[Dataset entries]
----

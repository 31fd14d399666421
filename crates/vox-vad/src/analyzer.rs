use vox_frames::{AudioRaw, VadState, VadStateAudio};

use crate::provider::VoiceConfidenceProvider;

/// Tunables for [`VadAnalyzer`] (spec §4.3). `start_secs`/`stop_secs` are
/// rounded to the nearest whole analysis window, not truncated.
#[derive(Debug, Clone, Copy)]
pub struct VadAnalyzerConfig {
    pub sample_rate: u32,
    pub channels: u16,
    pub sample_width: u16,
    pub start_secs: f64,
    pub stop_secs: f64,
}

impl Default for VadAnalyzerConfig {
    fn default() -> Self {
        Self {
            sample_rate: 16_000,
            channels: 1,
            sample_width: 2,
            start_secs: 0.032,
            stop_secs: 0.32,
        }
    }
}

/// The voice-activity segmentation state machine (spec §4.3). Consumes raw
/// audio in arbitrary-sized chunks, internally re-chunks it into fixed
/// analysis windows sized by the confidence provider, and emits one
/// [`VadStateAudio`] per whole window the chunk completes.
///
/// A chunk larger than one window drains every full window it completes
/// in the same call, in order, advancing the state machine once per
/// window — mirroring the reference ring-buffer loop (pop a window, run
/// the state machine, repeat while a full window remains buffered) rather
/// than capping at one window per call and letting the remainder lag
/// behind on a later call.
pub struct VadAnalyzer {
    config: VadAnalyzerConfig,
    provider: Box<dyn VoiceConfidenceProvider>,
    window_frames: usize,
    window_num_bytes: usize,
    sample_num_bytes: usize,
    start_frames: i64,
    stop_frames: i64,
    starting_count: i64,
    stopping_count: i64,
    state: VadState,
    buffer: Vec<u8>,
    speech_id: u64,
    processed_bytes: u64,
    is_final: bool,
    start_s: f64,
    cur_s: f64,
    end_s: f64,
}

impl VadAnalyzer {
    pub fn new(config: VadAnalyzerConfig, provider: Box<dyn VoiceConfidenceProvider>) -> Self {
        let (_, window_frames) = provider.sample_info();
        let window_num_bytes = window_frames * config.channels as usize * config.sample_width as usize;
        let sample_num_bytes = config.sample_rate as usize * config.channels as usize * config.sample_width as usize;
        let window_frames_per_sec = window_frames as f64 / config.sample_rate as f64;
        let start_frames = (config.start_secs / window_frames_per_sec).round() as i64;
        let stop_frames = (config.stop_secs / window_frames_per_sec).round() as i64;

        let mut analyzer = Self {
            config,
            provider,
            window_frames,
            window_num_bytes,
            sample_num_bytes,
            start_frames,
            stop_frames,
            starting_count: 0,
            stopping_count: 0,
            state: VadState::Quiet,
            buffer: Vec::new(),
            speech_id: 0,
            processed_bytes: 0,
            is_final: false,
            start_s: 0.0,
            cur_s: 0.0,
            end_s: 0.0,
        };
        analyzer.reset();
        analyzer
    }

    pub fn reset(&mut self) {
        self.starting_count = 0;
        self.stopping_count = 0;
        self.state = VadState::Quiet;
        self.speech_id = 0;
        self.processed_bytes = 0;
        self.is_final = false;
        self.start_s = 0.0;
        self.cur_s = 0.0;
        self.end_s = 0.0;
        self.buffer.clear();
    }

    pub fn state(&self) -> VadState {
        self.state
    }

    fn round_millis(value: f64) -> f64 {
        (value * 1000.0).round() / 1000.0
    }

    /// Feeds one chunk of raw audio and returns one state frame per whole
    /// analysis window the chunk completes (zero if it doesn't fill the
    /// buffer to a full window). A chunk spanning several windows drains
    /// and processes all of them here rather than leaving the rest
    /// buffered for a later call.
    pub fn analyze(&mut self, chunk: &[u8]) -> Vec<VadStateAudio> {
        self.buffer.extend_from_slice(chunk);

        let mut results = Vec::new();
        while self.buffer.len() >= self.window_num_bytes {
            let window: Vec<u8> = self.buffer.drain(..self.window_num_bytes).collect();
            results.push(self.process_window(window));
        }
        results
    }

    fn process_window(&mut self, window: Vec<u8>) -> VadStateAudio {
        self.cur_s = Self::round_millis(self.processed_bytes as f64 / self.sample_num_bytes as f64);
        let speaking = self.provider.is_active_speech(&window);

        if speaking {
            match self.state {
                VadState::Quiet => {
                    self.state = VadState::Starting;
                    self.starting_count = 1;
                }
                VadState::Starting => self.starting_count += 1,
                VadState::Stopping => {
                    self.state = VadState::Speaking;
                    self.stopping_count = 0;
                }
                VadState::Speaking => {}
            }
        } else {
            match self.state {
                VadState::Starting => {
                    self.state = VadState::Quiet;
                    self.starting_count = 0;
                    self.reset();
                }
                VadState::Speaking => {
                    self.state = VadState::Stopping;
                    self.stopping_count = 1;
                }
                VadState::Stopping => self.stopping_count += 1,
                VadState::Quiet => {}
            }
        }

        if self.state == VadState::Starting && self.starting_count >= self.start_frames {
            self.state = VadState::Speaking;
            self.starting_count = 0;
            self.speech_id += 1;
            self.is_final = false;
            self.start_s = self.cur_s;
            self.end_s = 0.0;
        }

        if self.state == VadState::Stopping && self.stopping_count >= self.stop_frames {
            self.state = VadState::Quiet;
            self.stopping_count = 0;
            self.is_final = true;
            self.end_s = Self::round_millis((self.processed_bytes + window.len() as u64) as f64 / self.sample_num_bytes as f64);
        }

        self.processed_bytes += window.len() as u64;
        self.snapshot(AudioRaw::new(window, self.config.sample_rate, self.config.channels, self.config.sample_width))
    }

    fn snapshot(&self, audio: AudioRaw) -> VadStateAudio {
        VadStateAudio {
            audio,
            state: self.state,
            speech_id: self.speech_id,
            is_final: self.is_final,
            start_s: self.start_s,
            cur_s: self.cur_s,
            end_s: self.end_s,
        }
    }
}

#[cfg(test)]
mod tests {
    use super::*;
    use crate::provider::VoiceConfidenceProvider;

    struct ScriptedProvider {
        window: usize,
        script: std::collections::VecDeque<bool>,
    }

    impl VoiceConfidenceProvider for ScriptedProvider {
        fn sample_info(&self) -> (u32, usize) {
            (16_000, self.window)
        }

        fn is_active_speech(&mut self, _audio: &[u8]) -> bool {
            self.script.pop_front().unwrap_or(false)
        }
    }

    fn analyzer_with_script(script: Vec<bool>, start_secs: f64, stop_secs: f64) -> VadAnalyzer {
        let window = 160; // 10ms @ 16kHz mono16
        let provider = ScriptedProvider {
            window,
            script: script.into(),
        };
        let config = VadAnalyzerConfig {
            sample_rate: 16_000,
            channels: 1,
            sample_width: 2,
            start_secs,
            stop_secs,
        };
        VadAnalyzer::new(config, Box::new(provider))
    }

    fn window_bytes() -> Vec<u8> {
        vec![0u8; 160 * 2]
    }

    #[test]
    fn requires_consecutive_active_windows_to_start() {
        // start_secs = 20ms -> 2 windows of 10ms each required.
        let mut analyzer = analyzer_with_script(vec![true, true, true], 0.02, 0.32);
        let first = analyzer.analyze(&window_bytes());
        assert_eq!(first.len(), 1);
        assert_eq!(first[0].state, VadState::Starting);
        let second = analyzer.analyze(&window_bytes());
        assert_eq!(second.len(), 1);
        assert_eq!(second[0].state, VadState::Speaking);
        assert_eq!(second[0].speech_id, 1);
        assert!(!second[0].is_final);
    }

    #[test]
    fn false_start_resets_to_quiet() {
        let mut analyzer = analyzer_with_script(vec![true, false], 0.02, 0.32);
        let first = analyzer.analyze(&window_bytes());
        assert_eq!(first[0].state, VadState::Starting);
        let second = analyzer.analyze(&window_bytes());
        assert_eq!(second[0].state, VadState::Quiet);
        assert_eq!(second[0].speech_id, 0);
    }

    #[test]
    fn sustained_silence_after_speaking_marks_final() {
        // start_secs small, stop_secs = 20ms -> 2 quiet windows to stop.
        let mut analyzer = analyzer_with_script(vec![true, true, false, false], 0.01, 0.02);
        analyzer.analyze(&window_bytes()); // Starting
        analyzer.analyze(&window_bytes()); // Speaking (speech_id=1)
        let stopping = analyzer.analyze(&window_bytes());
        assert_eq!(stopping[0].state, VadState::Stopping);
        assert!(!stopping[0].is_final);
        let stopped = analyzer.analyze(&window_bytes());
        assert_eq!(stopped[0].state, VadState::Quiet);
        assert!(stopped[0].is_final);
        assert!(stopped[0].end_s > 0.0);
    }

    #[test]
    fn partial_window_is_buffered_without_advancing_state() {
        let mut analyzer = analyzer_with_script(vec![true], 0.01, 0.32);
        let partial = analyzer.analyze(&vec![0u8; 10]);
        assert!(partial.is_empty());
    }

    #[test]
    fn large_chunk_drains_every_full_window_in_one_call() {
        // A chunk spanning 3 windows (start_secs = 2 windows) must emit 3
        // results from a single call, not lag one window behind.
        let mut analyzer = analyzer_with_script(vec![true, true, true], 0.02, 0.32);
        let mut chunk = window_bytes();
        chunk.extend(window_bytes());
        chunk.extend(window_bytes());
        let results = analyzer.analyze(&chunk);
        assert_eq!(results.len(), 3);
        assert_eq!(results[0].state, VadState::Starting);
        assert_eq!(results[1].state, VadState::Speaking);
        assert_eq!(results[2].state, VadState::Speaking);
    }
}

----

### DIRECTIONS FOR THIS TASK
For each line above that contains "machine", make a copy.

### RESPONSE AREA
/// The voice-activity segmentation state machine (spec §4.3). Consumes raw
/// in the same call, in order, advancing the state machine once per
/// the state machine, repeat while a full window remains buffered) rather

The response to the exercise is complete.